Notes about Bison





Introduction

Bison is the GNU version of Yacc (from Berkeley). Yacc means "Yet Another C Compiler". It was designed to help the implementation of compilers. Bison takes a grammar as input and generates a C code that represents the syntax parser for the given grammar.

Please note that Bison is not a lexical parser. Bison uses Flex (the GNU version of Lex from Berkeley) in order to perform the lexical parsing.

The following example shows how to use Bison in order to write a parser for boolean expression.
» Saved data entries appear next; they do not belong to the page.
use chrono::{DateTime, Utc};
use serde::{Deserialize, Serialize};
use std::collections::{BTreeMap, HashMap};

use crate::value::AttributeValue;

// ─── Targeting ──────────────────────────────────────────────────────────────

#[derive(Debug, Clone, Copy, PartialEq, Eq, Serialize, Deserialize)]
#[serde(rename_all = "snake_case")]
pub enum Operator {
    Equals,
    NotEquals,
    Contains,
    NotContains,
    GreaterThan,
    LessThan,
    In,
    NotIn,
    Between,
    NotBetween,
}

/// One attribute comparison. Conditions inside a rule are AND-ed.
#[derive(Debug, Clone, PartialEq, Serialize, Deserialize)]
pub struct TargetingCondition {
    pub attribute: String,
    pub operator: Operator,
    pub value: AttributeValue,
    #[serde(default, skip_serializing_if = "Option::is_none")]
    pub description: Option<String>,
}

impl TargetingCondition {
    pub fn new(
        attribute: impl Into<String>,
        operator: Operator,
        value: impl Into<AttributeValue>,
    ) -> Self {
        Self {
            attribute: attribute.into(),
            operator,
            value: value.into(),
            description: None,
        }
    }
}

#[derive(Debug, Clone, Serialize, Deserialize)]
pub struct TargetingRule {
    pub name: String,
    #[serde(default)]
    pub description: Option<String>,
    #[serde(default)]
    pub conditions: Vec<TargetingCondition>,
    /// Share of contexts admitted by the rollout gate, 0-100.
    #[serde(default)]
    pub percentage: Option<f64>,
    #[serde(default)]
    pub start_time: Option<DateTime<Utc>>,
    #[serde(default)]
    pub end_time: Option<DateTime<Utc>>,
    #[serde(default = "default_true")]
    pub enabled: bool,
    #[serde(default = "Utc::now")]
    pub created_at: DateTime<Utc>,
    #[serde(default = "Utc::now")]
    pub updated_at: DateTime<Utc>,
}

impl TargetingRule {
    pub fn new(name: impl Into<String>) -> Self {
        let now = Utc::now();
        Self {
            name: name.into(),
            description: None,
            conditions: Vec::new(),
            percentage: None,
            start_time: None,
            end_time: None,
            enabled: true,
            created_at: now,
            updated_at: now,
        }
    }

    pub fn with_condition(mut self, condition: TargetingCondition) -> Self {
        self.conditions.push(condition);
        self
    }

    pub fn with_percentage(mut self, percentage: f64) -> Self {
        self.percentage = Some(percentage);
        self
    }

    pub fn with_window(
        mut self,
        start_time: Option<DateTime<Utc>>,
        end_time: Option<DateTime<Utc>>,
    ) -> Self {
        self.start_time = start_time;
        self.end_time = end_time;
        self
    }

    /// Attribute names of every condition, in declaration order.
    pub fn condition_attributes(&self) -> Vec<String> {
        self.conditions.iter().map(|c| c.attribute.clone()).collect()
    }
}

#[derive(Debug, Clone, Copy, PartialEq, Eq, Serialize, Deserialize)]
#[serde(rename_all = "snake_case")]
pub enum GroupOperator {
    And,
    Or,
}

/// A named combination of rules evaluated together.
#[derive(Debug, Clone, Serialize, Deserialize)]
pub struct RuleGroup {
    pub name: String,
    #[serde(default)]
    pub description: Option<String>,
    pub rules: Vec<TargetingRule>,
    pub operator: GroupOperator,
    #[serde(default = "default_true")]
    pub enabled: bool,
}

/// Outcome of evaluating one rule against one context.
#[derive(Debug, Clone, PartialEq, Serialize, Deserialize)]
pub struct RuleEvaluation {
    pub rule_name: String,
    pub result: bool,
    pub matched_conditions: Vec<String>,
    pub unmatched_conditions: Vec<String>,
    pub evaluated_at: DateTime<Utc>,
}

/// A named attribute bag for labelling audiences. Not read by the evaluator.
#[derive(Debug, Clone, Serialize, Deserialize)]
pub struct UserSegment {
    pub name: String,
    #[serde(default)]
    pub description: Option<String>,
    #[serde(default)]
    pub attributes: BTreeMap<String, AttributeValue>,
    #[serde(default = "Utc::now")]
    pub created_at: DateTime<Utc>,
    #[serde(default = "Utc::now")]
    pub updated_at: DateTime<Utc>,
}

impl UserSegment {
    pub fn new(name: impl Into<String>) -> Self {
        let now = Utc::now();
        Self {
            name: name.into(),
            description: None,
            attributes: BTreeMap::new(),
            created_at: now,
            updated_at: now,
        }
    }
}

// ─── Experiments ────────────────────────────────────────────────────────────

#[derive(Debug, Clone, Copy, PartialEq, Eq, Serialize, Deserialize)]
#[serde(rename_all = "snake_case")]
pub enum ExperimentStatus {
    Draft,
    Running,
    Paused,
    Completed,
    Archived,
}

#[derive(Debug, Clone, Copy, PartialEq, Eq, Serialize, Deserialize)]
#[serde(rename_all = "snake_case")]
pub enum VariantType {
    Control,
    Treatment,
}

#[derive(Debug, Clone, Serialize, Deserialize)]
pub struct Variant {
    pub name: String,
    #[serde(rename = "type")]
    pub variant_type: VariantType,
    #[serde(default)]
    pub description: Option<String>,
    #[serde(default = "default_weight")]
    pub weight: f64,
    #[serde(default)]
    pub configuration: HashMap<String, serde_json::Value>,
}

impl Variant {
    pub fn control(name: impl Into<String>, weight: f64) -> Self {
        Self::new(name, VariantType::Control, weight)
    }

    pub fn treatment(name: impl Into<String>, weight: f64) -> Self {
        Self::new(name, VariantType::Treatment, weight)
    }

    fn new(name: impl Into<String>, variant_type: VariantType, weight: f64) -> Self {
        Self {
            name: name.into(),
            variant_type,
            description: None,
            weight,
            configuration: HashMap::new(),
        }
    }
}

#[derive(Debug, Clone, Serialize, Deserialize)]
pub struct Experiment {
    pub name: String,
    #[serde(default)]
    pub description: Option<String>,
    #[serde(default = "default_status")]
    pub status: ExperimentStatus,
    pub variants: Vec<Variant>,
    /// Names of targeting rules; a user qualifies when any of them matches.
    #[serde(default)]
    pub targeting_rules: Vec<String>,
    #[serde(default)]
    pub metrics: Vec<String>,
    #[serde(default)]
    pub start_time: Option<DateTime<Utc>>,
    #[serde(default)]
    pub end_time: Option<DateTime<Utc>>,
    /// Maximum number of users to enrol.
    #[serde(default)]
    pub sample_size: Option<u64>,
    #[serde(default = "Utc::now")]
    pub created_at: DateTime<Utc>,
    #[serde(default = "Utc::now")]
    pub updated_at: DateTime<Utc>,
}

impl Experiment {
    pub fn new(name: impl Into<String>, variants: Vec<Variant>) -> Self {
        let now = Utc::now();
        Self {
            name: name.into(),
            description: None,
            status: ExperimentStatus::Draft,
            variants,
            targeting_rules: Vec::new(),
            metrics: Vec::new(),
            start_time: None,
            end_time: None,
            sample_size: None,
            created_at: now,
            updated_at: now,
        }
    }

    pub fn with_status(mut self, status: ExperimentStatus) -> Self {
        self.status = status;
        self
    }

    pub fn with_targeting_rules(mut self, rules: Vec<String>) -> Self {
        self.targeting_rules = rules;
        self
    }

    pub fn with_metrics(mut self, metrics: Vec<String>) -> Self {
        self.metrics = metrics;
        self
    }

    pub fn with_sample_size(mut self, sample_size: u64) -> Self {
        self.sample_size = Some(sample_size);
        self
    }

    pub fn is_running(&self) -> bool {
        self.status == ExperimentStatus::Running
    }
}

#[derive(Debug, Clone, PartialEq, Serialize, Deserialize)]
pub struct ExperimentAssignment {
    pub experiment: String,
    pub user_id: String,
    pub variant: String,
    pub assigned_at: DateTime<Utc>,
}

/// One metric observation. Append-only.
#[derive(Debug, Clone, PartialEq, Serialize, Deserialize)]
pub struct MetricValue {
    pub experiment: String,
    pub variant: String,
    pub metric: String,
    pub value: f64,
    pub timestamp: DateTime<Utc>,
}

#[derive(Debug, Clone, PartialEq, Serialize, Deserialize)]
pub struct MetricSummary {
    pub mean: f64,
    /// Half-width of the confidence interval around `mean`.
    pub confidence_interval: f64,
    pub std_dev: f64,
    pub sample_size: u64,
}

#[derive(Debug, Clone, PartialEq, Serialize, Deserialize)]
pub struct ExperimentResult {
    pub experiment: String,
    pub variant: String,
    pub total_users: u64,
    pub metrics: BTreeMap<String, MetricSummary>,
    pub start_time: DateTime<Utc>,
    pub end_time: DateTime<Utc>,
}

// ─── Feature flags ──────────────────────────────────────────────────────────

#[derive(Debug, Clone, Copy, PartialEq, Eq, Serialize, Deserialize)]
#[serde(rename_all = "snake_case")]
pub enum FlagType {
    Boolean,
    String,
    Number,
    Json,
}

impl FlagType {
    /// Whether `value` has the JSON shape this type declares. `Json` takes anything.
    pub fn accepts(&self, value: &serde_json::Value) -> bool {
        match self {
            Self::Boolean => value.is_boolean(),
            Self::String => value.is_string(),
            Self::Number => value.is_number(),
            Self::Json => true,
        }
    }
}

/// A named, typed configuration value that can be switched off.
#[derive(Debug, Clone, PartialEq, Serialize, Deserialize)]
pub struct FeatureFlag {
    pub key: String,
    pub name: String,
    #[serde(default)]
    pub description: Option<String>,
    #[serde(rename = "type")]
    pub flag_type: FlagType,
    pub value: serde_json::Value,
    #[serde(default = "default_true")]
    pub enabled: bool,
    #[serde(default)]
    pub tags: Vec<String>,
    #[serde(default)]
    pub metadata: BTreeMap<String, serde_json::Value>,
    #[serde(default = "Utc::now")]
    pub created_at: DateTime<Utc>,
    #[serde(default = "Utc::now")]
    pub updated_at: DateTime<Utc>,
}

impl FeatureFlag {
    pub fn new(
        key: impl Into<String>,
        name: impl Into<String>,
        flag_type: FlagType,
        value: serde_json::Value,
    ) -> Self {
        let now = Utc::now();
        Self {
            key: key.into(),
            name: name.into(),
            description: None,
            flag_type,
            value,
            enabled: true,
            tags: Vec::new(),
            metadata: BTreeMap::new(),
            created_at: now,
            updated_at: now,
        }
    }

    pub fn with_tags(mut self, tags: Vec<String>) -> Self {
        self.tags = tags;
        self
    }
}

/// Partial update: only the fields that are `Some` are applied.
#[derive(Debug, Clone, Default, PartialEq, Serialize, Deserialize)]
pub struct FeatureFlagUpdate {
    #[serde(default)]
    pub name: Option<String>,
    #[serde(default)]
    pub description: Option<String>,
    #[serde(default, rename = "type")]
    pub flag_type: Option<FlagType>,
    #[serde(default)]
    pub value: Option<serde_json::Value>,
    #[serde(default)]
    pub enabled: Option<bool>,
    #[serde(default)]
    pub tags: Option<Vec<String>>,
    #[serde(default)]
    pub metadata: Option<BTreeMap<String, serde_json::Value>>,
}

impl FeatureFlagUpdate {
    pub fn apply(self, flag: &mut FeatureFlag) {
        if let Some(name) = self.name {
            flag.name = name;
        }
        if let Some(description) = self.description {
            flag.description = Some(description);
        }
        if let Some(flag_type) = self.flag_type {
            flag.flag_type = flag_type;
        }
        if let Some(value) = self.value {
            flag.value = value;
        }
        if let Some(enabled) = self.enabled {
            flag.enabled = enabled;
        }
        if let Some(tags) = self.tags {
            flag.tags = tags;
        }
        if let Some(metadata) = self.metadata {
            flag.metadata = metadata;
        }
    }
}

// ─── Analytics ──────────────────────────────────────────────────────────────

#[derive(Debug, Clone, Copy, PartialEq, Eq, Serialize, Deserialize)]
#[serde(rename_all = "snake_case")]
pub enum MetricKind {
    Counter,
    Gauge,
    Histogram,
    Summary,
}

/// Catalogue entry describing a free-standing metric and its label names.
#[derive(Debug, Clone, PartialEq, Serialize, Deserialize)]
pub struct MetricDefinition {
    pub name: String,
    #[serde(rename = "type")]
    pub kind: MetricKind,
    #[serde(default)]
    pub description: Option<String>,
    #[serde(default)]
    pub labels: Vec<String>,
    #[serde(default = "Utc::now")]
    pub created_at: DateTime<Utc>,
    #[serde(default = "Utc::now")]
    pub updated_at: DateTime<Utc>,
}

impl MetricDefinition {
    pub fn new(name: impl Into<String>, kind: MetricKind) -> Self {
        let now = Utc::now();
        Self {
            name: name.into(),
            kind,
            description: None,
            labels: Vec::new(),
            created_at: now,
            updated_at: now,
        }
    }
}

/// One labelled sample of a catalogue metric.
#[derive(Debug, Clone, PartialEq, Serialize, Deserialize)]
pub struct MetricSample {
    pub metric_name: String,
    pub value: f64,
    #[serde(default)]
    pub labels: BTreeMap<String, String>,
    #[serde(default = "Utc::now")]
    pub timestamp: DateTime<Utc>,
}

#[derive(Debug, Clone, Copy, PartialEq, Eq, Serialize, Deserialize)]
#[serde(rename_all = "snake_case")]
pub enum TimeRange {
    Hour,
    Day,
    Week,
    Month,
    Custom,
}

#[derive(Debug, Clone, PartialEq, Serialize, Deserialize)]
pub struct MetricAggregation {
    pub metric_name: String,
    pub time_range: TimeRange,
    pub start_time: DateTime<Utc>,
    pub end_time: DateTime<Utc>,
    pub values: Vec<f64>,
    pub labels: BTreeMap<String, String>,
    pub count: u64,
    pub sum: f64,
    pub min: f64,
    pub max: f64,
    pub avg: f64,
}

fn default_true() -> bool {
    true
}
fn default_weight() -> f64 {
    1.0
}
fn default_status() -> ExperimentStatus {
    ExperimentStatus::Draft
}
This analyzer of boolean expression supports:

  • Operators OR, AND, XOR, NOT.
  • Priorities between operators.
  • Parenthesis (any level of nested parenthesis).
  • This parser detects all syntaxic error.

The output of the analyzer is the RPN (Revers Polish Notation, used by HP calculators) representation of the given boolean expression.

For example:

INPUT BOOLEAN EXPRESSION: "b1 OR b2 AND b3 OR (b4 AND b5) XOR NOT b6"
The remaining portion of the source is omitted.